Updated Jan 30, 2024 ·

Overview

Acquisition and procurement is a structured process that involves the processes of identifying, acquiring, and managing the goods and services an organization needs to operate efficiently and effectively.

Process

  • Vendor Selection

    • Evaluates potential suppliers for quality, reliability, and cost-effectiveness.
    • Conducts competitive bidding and negotiations.
  • Contract Management

    • Drafts and manages contracts with suppliers.
    • Ensures compliance with terms and conditions.
  • Purchase Orders

    • Issues formal requests for goods and services.
    • Tracks and manages order fulfillment.
  • Inventory Management

    • Monitors stock levels to avoid shortages or overstocking.
    • Utilizes just-in-time (JIT) inventory systems.
  • Cost Control

    • Manages budgets and seeks cost-saving opportunities.
    • Analyzes total cost of ownership (TCO).
  • Compliance and Risk Management

    • Ensures adherence to regulatory and legal requirements.
    • Identifies and mitigates procurement-related risks.
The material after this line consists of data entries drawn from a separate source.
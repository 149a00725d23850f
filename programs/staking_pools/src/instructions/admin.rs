//! Admin instruction handlers.
//!
//! Handles config-level operations: pause, role assignment, treasury and
//! schema migration of the config and of individual pools.
//!
//! ## Security Guarantees
//! - Every handler checks the caller's role before touching state
//! - Pause only gates staking and funding; exits stay open
//! - Roles and treasury cannot be set to the default pubkey

use anchor_lang::prelude::*;

use crate::auth::{Authorizer, Role};
use crate::constants::*;
use crate::error::StakingError;
use crate::events::{Migrated, PauseToggled, PoolMigrated, RoleGranted, TreasuryUpdated};
use crate::state::{Config, Pool};

/// Accounts required for admin operations.
#[derive(Accounts)]
pub struct AdminControl<'info> {
    /// The caller; must hold the role the handler requires.
    pub admin: Signer<'info>,

    /// The config to modify.
    #[account(
        mut,
        seeds = [CONFIG_SEED],
        bump = config.bump
    )]
    pub config: Account<'info, Config>,
}

/// Accounts required for migrating a pool.
#[derive(Accounts)]
#[instruction(pool_id: u64)]
pub struct MigratePool<'info> {
    /// Holder of the authority role.
    pub admin: Signer<'info>,

    #[account(
        seeds = [CONFIG_SEED],
        bump = config.bump
    )]
    pub config: Account<'info, Config>,

    #[account(
        mut,
        seeds = [POOL_SEED, &pool_id.to_le_bytes()],
        bump = pool.bump,
        constraint = pool.id == pool_id @ StakingError::InvalidPool
    )]
    pub pool: Account<'info, Pool>,
}

/// Set the paused state.
///
/// # Security
/// - Only the guardian can call this
/// - When paused, new stakes and reward funding are blocked
/// - Withdraw, claim and emergency exit remain available
pub fn set_paused_handler(ctx: Context<AdminControl>, paused: bool) -> Result<()> {
    let admin = ctx.accounts.admin.key();
    let config = &mut ctx.accounts.config;
    config.require_role(&admin, Role::Guardian)?;

    let clock = Clock::get()?;
    let previous_state = config.paused;
    config.paused = paused;

    msg!(
        "Staking {} (was {})",
        if paused { "PAUSED" } else { "RESUMED" },
        if previous_state { "paused" } else { "active" }
    );
    msg!("Guardian: {}", admin);

    emit!(PauseToggled {
        paused,
        guardian: admin,
        timestamp: clock.unix_timestamp,
    });

    Ok(())
}

/// Assign `role` to `member`, replacing the previous holder.
///
/// # Security
/// - Only the authority can call this
/// - Reassigning `Role::Authority` hands over the config
pub fn set_role_handler(ctx: Context<AdminControl>, role: Role, member: Pubkey) -> Result<()> {
    let admin = ctx.accounts.admin.key();
    let config = &mut ctx.accounts.config;
    config.require_role(&admin, Role::Authority)?;

    let previous = config.role_member(role);
    config.set_role_member(role, member)?;

    msg!("Role {:?}: {} -> {}", role, previous, member);

    emit!(RoleGranted {
        role,
        member,
        granted_by: admin,
    });

    Ok(())
}

/// Point penalty payouts at a new treasury wallet.
pub fn set_treasury_handler(ctx: Context<AdminControl>, treasury: Pubkey) -> Result<()> {
    let admin = ctx.accounts.admin.key();
    let config = &mut ctx.accounts.config;
    config.require_role(&admin, Role::Authority)?;

    require!(treasury != Pubkey::default(), StakingError::InvalidAuthority);

    let old_treasury = config.treasury;
    config.treasury = treasury;

    msg!("Treasury updated: {} -> {}", old_treasury, treasury);

    emit!(TreasuryUpdated {
        old_treasury,
        new_treasury: treasury,
    });

    Ok(())
}

/// Advance the config's data schema to the version this build writes.
pub fn migrate_handler(ctx: Context<AdminControl>) -> Result<()> {
    let admin = ctx.accounts.admin.key();
    let config = &mut ctx.accounts.config;
    config.require_role(&admin, Role::Authority)?;

    let from_version = config.migrate()?;

    msg!("Schema migrated: v{} -> v{}", from_version, CURRENT_SCHEMA_VERSION);

    emit!(Migrated {
        from_version,
        to_version: CURRENT_SCHEMA_VERSION,
    });

    Ok(())
}

/// Advance one pool's data schema. Pools are migrated one instruction at a
/// time so no single transaction has to touch every pool.
pub fn migrate_pool_handler(ctx: Context<MigratePool>, pool_id: u64) -> Result<()> {
    ctx.accounts
        .config
        .require_role(&ctx.accounts.admin.key(), Role::Authority)?;

    let from_version = ctx.accounts.pool.migrate()?;

    msg!(
        "Pool {} schema migrated: v{} -> v{}",
        pool_id,
        from_version,
        CURRENT_SCHEMA_VERSION
    );

    emit!(PoolMigrated {
        pool_id,
        from_version,
        to_version: CURRENT_SCHEMA_VERSION,
    });

    Ok(())
}
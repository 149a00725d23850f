//! Instruction handlers for the Staking Pools program.
//!
//! This module contains all instruction implementations.

pub mod admin;
pub mod claim_rewards;
pub mod create_pool;
pub mod emergency_exit;
pub mod fund_rewards;
pub mod initialize;
pub mod stake;
pub mod update_pool;
pub mod vault;
pub mod views;
pub mod withdraw;

pub use admin::*;
pub use claim_rewards::*;
pub use create_pool::*;
pub use emergency_exit::*;
pub use fund_rewards::*;
pub use initialize::*;
pub use stake::*;
pub use update_pool::*;
pub use views::*;
pub use withdraw::*;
Difference between the two

  • Acquisition is the process of obtaining goods and services
  • Procurement refers to the entire process of acquiring goods and services, including all the processes that lead up to the actual acquisition.

Purchase Options

  • Company Credit Card

    • Provides flexibility for immediate purchases within set limits.
    • Generally good for low cost items that must be purchased very quickly.
    • Facilitates tracking and reconciliation of expenses.
    • Often includes rewards programs and benefits.
  • Individual Purchase

    • Allows employees to purchase items independently.
    • May require reimbursement procedures.
    • Provides control over small, infrequent purchases.
    • Usually done when an employee is asked to travel on behalf of the company.
    • Useful for spontaneous or urgent needs.
  • Use of Purchase Orders

    • Formalizes the request for goods or services from suppliers.
    • Helps in managing and tracking larger, planned purchases.
    • Provides a legal document to ensure terms and conditions are met.
    • Assists in budgeting and financial planning by providing documentation.
    • Company's financial department sends the PO as form of "promise to pay" to the vendor.
    • PO also indicates the terms, e.g. 15 days, 30 days, or 60 days to pay the vendor.

Approval Process

Before any purchase can be made, an organization may have an internal approval process in place to ensure that the purchase aligns with the company's goals and needs.

  • Define Spending Limits

    • Establishes thresholds for different levels of authority.
    • Ensures purchases are made within budget constraints.
  • Departmental Approval

    • Requires approval from relevant department heads or managers.
    • Aligns purchases with departmental objectives and needs.
  • Budget Review

    • Ensures purchases are within the allocated budget.
    • Prevents financial overrun and maintains financial discipline.
  • Documentation

    • Involves submission of purchase requisition forms.
    • Provides documentation for audit and compliance purposes.
  • Approval Hierarchies

    • Establishes a clear chain of command for approvals.
    • Ensures that purchases are reviewed and approved by appropriate personnel.
  • Compliance Check

    • Verifies that the purchase complies with company policies and legal regulations.
    • Ensures ethical and lawful procurement practices.
  • Vendor Evaluation

    • Assesses potential vendors for reliability and cost-effectiveness.
    • Ensures that the selected vendor meets company standards.